Der alte Plagge

Die Mitteilung über diesen Spoekenkieker erreichte Wolfgang Johannes Bekh in Briefform im Jahre 1994.

Wolfgang Johannes Bekh – Geheimnisse der Hellseher, 2003[1]

„Sehr geehrter Herr Bekh!
Die meisten Ihrer Bücher habe ich gelesen. So komme ich dazu, Ihnen eine kleine Prophezeiung mitzuteilen.
Es muß wohl vor gut hundert Jahren gewesen sein. Ein Mann, Plagge mit Namen, ging von Hembergen (eine Bauernschaft 5 km von Emsdetten) nach Emsdetten Kirche. (Anmerkung des Verfassers: Emsdetten an der Ems, 24 Kilometer nördlich von Münster in Westfalen.) Unterwegs traf er noch einen Vater mit seinem Sohn. Als er nun so weit gekommen war, wo wir 1949 unser Haus gebaut haben, da sagte er: ‚Bleib doch mal einen Moment stehen.’ Der andere fragte: ‚Was?’ Da sagte der Plagge: ‚Hier ist alles zugebaut.’ Der Andere darauf: ‚Hier gibt's nichts wie Hecken und Heide.’ (Das nächste Haus von Emsdetten war noch ungefähr zwei Kilometer weiter.) Dann sagte Plagge: ‚Ich sehe es doch! Lauter schöne Häuser und eine Kutsche, die von selbst läuft.’ Als der Andere das hörte, sagte er nicht, ‚Du spinnst’, sondern: ‚Komm, laßt uns gehen, sonst kommen wir noch zu spät in die Kirche.’ So gehen sie nun weiter.

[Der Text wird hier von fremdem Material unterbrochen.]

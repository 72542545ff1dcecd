//! Checkout form state: addresses, the same-as-billing switch, and the
//! read-only customer snapshot used to pre-fill them.

use serde::{Deserialize, Serialize};

use saffron_core::{Address, AddressKind, CustomerId};

use crate::error::CheckoutError;

/// Read-only snapshot of the authenticated customer, taken when checkout
/// opens. Checkout never reaches back into auth state after this.
#[derive(Debug, Clone, Default, Serialize, Deserialize)]
pub struct CustomerSnapshot {
    /// Backend customer id; `None` for guest checkout.
    pub id: Option<CustomerId>,
    pub billing: Address,
    pub shipping: Address,
}

impl CustomerSnapshot {
    /// A guest with empty addresses.
    #[must_use]
    pub fn guest() -> Self {
        Self::default()
    }
}

/// The address portion of the checkout form.
#[derive(Debug, Clone, Serialize, Deserialize)]
pub struct CheckoutForm {
    pub billing: Address,
    pub shipping: Address,
    /// When set, the shipping block mirrors billing and is not validated
    /// separately.
    pub same_as_billing: bool,
    pub customer_note: String,
}

impl CheckoutForm {
    /// Pre-fill from the customer snapshot. Shipping fields fall back to
    /// billing where the profile has no shipping address on file.
    #[must_use]
    pub fn prefilled(customer: &CustomerSnapshot) -> Self {
        let billing = customer.billing.clone();
        let shipping = if customer.shipping.address_1.trim().is_empty() {
            billing.as_shipping()
        } else {
            customer.shipping.clone()
        };
        Self {
            billing,
            shipping,
            same_as_billing: true,
            customer_note: String::new(),
        }
    }

    /// The shipping block that will actually be submitted.
    #[must_use]
    pub fn effective_shipping(&self) -> Address {
        if self.same_as_billing {
            self.billing.as_shipping()
        } else {
            self.shipping.clone()
        }
    }

    /// Validate required fields and email format.
    ///
    /// # Errors
    ///
    /// Returns [`CheckoutError::Validation`] naming the first offending
    /// field, billing first.
    pub fn validate(&self) -> Result<(), CheckoutError> {
        self.billing.validate(AddressKind::Billing)?;
        if !self.same_as_billing {
            self.shipping.validate(AddressKind::Shipping)?;
        }
        Ok(())
    }
}

#[cfg(test)]
mod tests {
    use super::*;

    fn billing() -> Address {
        Address {
            first_name: "Asha".into(),
            last_name: "Rao".into(),
            email: "asha@example.com".into(),
            phone: "9876500000".into(),
            address_1: "12 MG Road".into(),
            address_2: String::new(),
            city: "Bengaluru".into(),
            state: "KA".into(),
            postcode: "560001".into(),
            country: "IN".into(),
        }
    }

    #[test]
    fn test_same_as_billing_skips_shipping_validation() {
        let form = CheckoutForm {
            billing: billing(),
            shipping: Address::default(),
            same_as_billing: true,
            customer_note: String::new(),
        };
        assert!(form.validate().is_ok());
        assert_eq!(form.effective_shipping().city, "Bengaluru");
        assert!(form.effective_shipping().email.is_empty());
    }

    #[test]
    fn test_separate_shipping_is_validated() {
        let form = CheckoutForm {
            billing: billing(),
            shipping: Address::default(),
            same_as_billing: false,
            customer_note: String::new(),
        };
        let err = form.validate().unwrap_err();
        assert!(err.to_string().starts_with("please fill in the shipping"));
    }

    #[test]
    fn test_prefill_falls_back_to_billing_for_shipping() {
        let customer = CustomerSnapshot {
            id: Some(CustomerId::new(4)),
            billing: billing(),
            shipping: Address::default(),
        };
        let form = CheckoutForm::prefilled(&customer);
        assert_eq!(form.shipping.address_1, "12 MG Road");
        assert!(form.shipping.email.is_empty());
    }
}
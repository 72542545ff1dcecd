//! Payment gateway adapters.
//!
//! One adapter per payment method, each producing a [`GatewayOutcome`] -
//! the normalized tagged union the orchestrator consumes. Adapters never
//! touch the cart or the backend; they only talk to their own rail.

pub mod card;
pub mod manual;
pub mod paypal;
pub mod upi;

pub use card::{CardCheckoutSdk, CardGatewayAdapter, CardSdkError, CardSdkResponse};
pub use manual::ManualAdapter;
pub use paypal::PaypalAdapter;
pub use upi::{DeepLinkError, DeepLinkOpener, UpiAdapter};

use rust_decimal::Decimal;

use saffron_core::ExternalRef;

/// What a gateway adapter reports back.
#[derive(Debug, Clone, PartialEq, Eq)]
pub enum GatewayOutcome {
    /// The rail confirmed payment. `external_ref` is `None` only for the
    /// manual fallback, which has no external step.
    Approved { external_ref: Option<ExternalRef> },

    /// The rail rejected or could not start the payment.
    Declined { reason: String },

    /// The rail is not present in this build. Actionable: the message
    /// suggests an alternative method.
    Unavailable { message: String },

    /// Control was handed to an external app; the outcome must be inferred
    /// (UPI). Resolution happens in the orchestrator via the lifecycle
    /// heuristic and manual confirmation.
    AwaitExternal { deep_link: String },

    /// A web redirect was started (PayPal); resolution is delegated to the
    /// host's browser flow and reconciled outside this core.
    RedirectInitiated { url: String },
}

/// Contact fields pre-filled into gateway UIs.
#[derive(Debug, Clone, Default, PartialEq, Eq)]
pub struct ContactPrefill {
    pub name: String,
    pub email: String,
    pub phone: String,
}

/// Everything an adapter may need to start a payment.
///
/// Built by the orchestrator from the order draft; each adapter reads the
/// fields its rail uses.
#[derive(Debug, Clone)]
pub struct PaymentRequest {
    /// Grand total in the store's settlement currency.
    pub amount: Decimal,
    /// ISO 4217 settlement currency code.
    pub currency: String,
    /// Human-readable transaction note, e.g. "Order 1723".
    pub note: String,
    pub contact: ContactPrefill,
    /// Pre-existing PayPal order token, when that method is in play.
    pub paypal_token: Option<String>,
}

Da sagt der Andere ganz vernünftig: ‚Von was sollen die Leute denn leben? So viel gibt es in Emsdetten ja gar nicht zu tun.’ Darauf Plagge: ‚Die haben viel mehr Geld als wir.’ So kamen sie ungefähr hundert Meter weiter. Da sagte Plagge noch einmal: ‚Nun bleibt doch noch mal einen Augenblick stehen.’ ‚Ja, siehst du wieder was?’ Da hält Plagge sich die Arme um die Brust, schaut ängstlich umher und sagt: ‚Die Häuser stehen alle leer. Da wohnt keiner mehr drinn.’ Ende.
Wenn die Worte gerade wo ich wohne gesagt worden sind, haben sie ein höheres Gewicht.
Herzlichen Gruß! Hochachtungsvoll!
Albert P.; Emsdetten
P. S. D.
Den Plagge habe ich noch gekannt, er wohnte hinter dem Hemberger Damm, starb kurz nach 1. Weltkrieg, ich glaub 85jährig.“

Quelle

  1. Bekh, Wolfgang Johannes: Geheimnisse der Hellseher. Rosenheim 2003. (Titel der Originalausgabe: „Das dritte Weltgeschehen. Bayerische Hellseher schauen in die Zukunft.“)

Literatur

  1. Bekh, Wolfgang Johannes: Das Ende der Welt. Augsburg 1998.